Convolutional recurrent autoencoder network for learning underwater ocean acoustics

Underwater ocean acoustics is a complex physical phenomenon involving not only widely varying physical parameters and dynamical scales but also uncertainties in the ocean parameters. Thus, it is difficult to construct generalized physical models which can work in a broad range of situations. In this regard, we propose a convolutional recurrent autoencoder network (CRAN) architecture, which is a data-driven deep learning model for acoustic propagation. Being data-driven it is independent of how the data is obtained and can be employed for learning various ocean acoustic phenomena. The CRAN model can learn a reduced-dimensional representation of physical data and can predict the system evolution efficiently.
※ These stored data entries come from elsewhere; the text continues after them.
// WhatsApp Bridge — Session Handle
// WhatsAppSession trait, EventSink

use crate::atoms::error::EngineResult;
use crate::atoms::types::{InboundMessage, LifecycleEvent, SessionInfo};
use async_trait::async_trait;
use tokio::sync::mpsc;

/// Channel the session uses to report lifecycle events to the supervisor.
pub type EventSink = mpsc::UnboundedSender<LifecycleEvent>;

/// A live connection to the messaging backend.
///
/// Pairing, encryption and credential storage all happen behind this trait.
/// Events that arrive asynchronously (QR refreshes, connection changes,
/// messages) are pushed into the `EventSink` handed to `initialize`.
#[async_trait]
pub trait WhatsAppSession: Send + Sync {
    /// Start a fresh session. May emit `PairingIssued` before returning.
    async fn initialize(&self, events: EventSink) -> EngineResult<()>;

    /// Tear the session down.
    async fn destroy(&self) -> EngineResult<()>;

    /// Mark the chat a message arrived in as read.
    async fn mark_seen(&self, message: &InboundMessage) -> EngineResult<()>;

    /// Identity of the linked account.
    async fn session_info(&self) -> EngineResult<SessionInfo>;

    /// Number of chats visible to the session.
    async fn chat_count(&self) -> EngineResult<usize>;
}

// ── Test double ────────────────────────────────────────────────────────
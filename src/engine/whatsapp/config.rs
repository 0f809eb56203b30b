// WhatsApp Bridge — Configuration
// WhatsAppConfig, from_lookup

use crate::atoms::constants::{DEFAULT_EVOLUTION_API_URL, DEFAULT_INSTANCE_NAME, WEBHOOK_PATH};
use crate::atoms::error::{EngineError, EngineResult};
use serde::{Deserialize, Serialize};

#[derive(Clone, Serialize, Deserialize)]
pub struct WhatsAppConfig {
    /// Evolution API base URL
    pub api_url: String,
    /// Evolution API key (sent as the `apikey` header)
    pub api_key: String,
    /// Instance name for Evolution API (default: "wa-bot")
    pub instance_name: String,
    /// URL the Evolution API posts webhooks to
    pub webhook_url: String,
}

// Manual Debug so the API key never reaches a log line.
impl std::fmt::Debug for WhatsAppConfig {
    fn fmt(&self, f: &mut std::fmt::Formatter<'_>) -> std::fmt::Result {
        f.debug_struct("WhatsAppConfig")
            .field("api_url", &self.api_url)
            .field("api_key", &"<redacted>")
            .field("instance_name", &self.instance_name)
            .field("webhook_url", &self.webhook_url)
            .finish()
    }
}

impl WhatsAppConfig {
    /// Build from a variable lookup. `port` is the dashboard port, used for the
    /// default webhook URL.
    pub fn from_lookup(lookup: &impl Fn(&str) -> Option<String>, port: u16) -> EngineResult<Self> {
        let api_key = lookup("EVOLUTION_API_KEY")
            .filter(|k| !k.trim().is_empty())
            .ok_or_else(|| EngineError::Config("EVOLUTION_API_KEY is not set".into()))?;

        let api_url = lookup("EVOLUTION_API_URL")
            .unwrap_or_else(|| DEFAULT_EVOLUTION_API_URL.into())
            .trim_end_matches('/')
            .to_string();

        let instance_name = lookup("WA_INSTANCE_NAME").unwrap_or_else(|| DEFAULT_INSTANCE_NAME.into());
        if instance_name.is_empty() || instance_name.contains('/') {
            return Err(EngineError::Config(format!("Invalid WA_INSTANCE_NAME '{}'", instance_name)));
        }

        let webhook_url = lookup("WA_WEBHOOK_URL")
            .unwrap_or_else(|| format!("http://host.docker.internal:{}{}", port, WEBHOOK_PATH));

        Ok(WhatsAppConfig { api_url, api_key, instance_name, webhook_url })
    }
}
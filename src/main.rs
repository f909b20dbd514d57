//! # tt - Hierarchical Task Tracker
//!
//! A command-line task tracker with arbitrarily nested subtasks, live progress
//! and an interactive terminal dashboard.
//!
//! ## Key Features
//!
//! - **Nested Tasks**: Any task can hold subtasks, to any depth
//! - **Task Metadata**: Category, assignee and an eight-stage workflow status
//! - **Live Progress**: Completion percentage plus breakdowns by category, assignee and status
//! - **Completed Today**: A running count of tasks finished since the last reset
//! - **Multiple Interfaces**: Full CLI for scripting + interactive TUI dashboard
//! - **Local File Storage**: A single JSON file, written atomically
//!
//! ## Quick Start
//!
//! ```bash
//! # Launch the dashboard
//! tt ui
//!
//! # Add a task and a subtask
//! tt add "Ship release" --category Ops --assignee Ada
//! tt add "Write release notes" --parent 1
//!
//! # Show the tree and progress
//! tt list --all
//! tt stats
//! ```
//!
//! Data is stored in `~/.tasktree/tasks.json` unless `--db` or `TASKTREE_DB`
//! points elsewhere. Set `TASKTREE_LOG=debug` to turn on logging.

use clap::Parser;

use tasktree::cli::Cli;
use tasktree::cmd::*;
use tasktree::config::Config;
use tasktree::error::Result;
use tasktree::logging::{self, Sink};
use tasktree::sync::Command;

fn main() {
    let cli = Cli::parse();

    // Completions need neither the task file nor logging.
    if let Commands::Completions { shell } = cli.command {
        cmd_completions(shell);
        return;
    }

    if let Err(e) = dispatch(cli) {
        eprintln!("Error: {e}");
        std::process::exit(1);
    }
}

fn dispatch(cli: Cli) -> Result<()> {
    let config = Config::from_env(cli.db.as_deref())?;
    config.ensure_data_dir()?;

    let log_path = config.log_path();
    match cli.command {
        Commands::Ui => logging::init(Sink::File(&log_path)),
        _ => logging::init(Sink::Stderr),
    }
    tracing::debug!(db = %config.db_path.display(), "resolved task file");

    if let Commands::Ui = cli.command {
        return cmd_ui(&config.db_path);
    }

    let mut tracker = open_tracker(&config.db_path)?;

    match cli.command {
        Commands::Ui | Commands::Completions { .. } => unreachable!("handled above"),
        Commands::Add {
            title,
            parent,
            category,
            assignee,
            status,
            desc,
        } => cmd_add(&mut tracker, title, parent, category, assignee, status, desc)?,
        Commands::List { all } => cmd_list(&tracker, all),
        Commands::Show { id } => cmd_show(&tracker, id),
        Commands::Toggle { id } => cmd_toggle(&mut tracker, id)?,
        Commands::Rename { id, title } => cmd_edit(&mut tracker, Command::Rename(id, title))?,
        Commands::Category { id, category } => {
            cmd_edit(&mut tracker, Command::Recategorize(id, category))?
        }
        Commands::Assign { id, assignee } => {
            cmd_edit(&mut tracker, Command::Reassign(id, assignee))?
        }
        Commands::Status { id, status } => cmd_edit(&mut tracker, Command::SetStatus(id, status))?,
        Commands::Delete { id } => cmd_delete(&mut tracker, id)?,
        Commands::Expand { id } => cmd_expand(&mut tracker, id)?,
        Commands::Stats { json } => cmd_stats(&tracker, json)?,
        Commands::Categories => cmd_vocabulary(tracker.session().categories()),
        Commands::Assignees => cmd_vocabulary(tracker.session().assignees()),
        Commands::Statuses => cmd_statuses(),
        Commands::ResetToday => cmd_reset_today(&mut tracker)?,
    }
    Ok(())
}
Two cases of increasing complexity are considered to demonstrate the generalization ability of the CRAN. The first case is a one-dimensional wave propagation with spatially-varying discontinuous initial conditions. The second case corresponds to a far-field transmission loss distribution in a two-dimensional ocean domain with depth-dependent sources. For both cases, the CRAN can learn the essential elements of wave propagation physics such as characteristic patterns while predicting long-time system evolution with satisfactory accuracy. Such ability of the CRAN to learn complex ocean acoustics phenomena has the potential of real-time prediction for marine vessel decision-making and online control.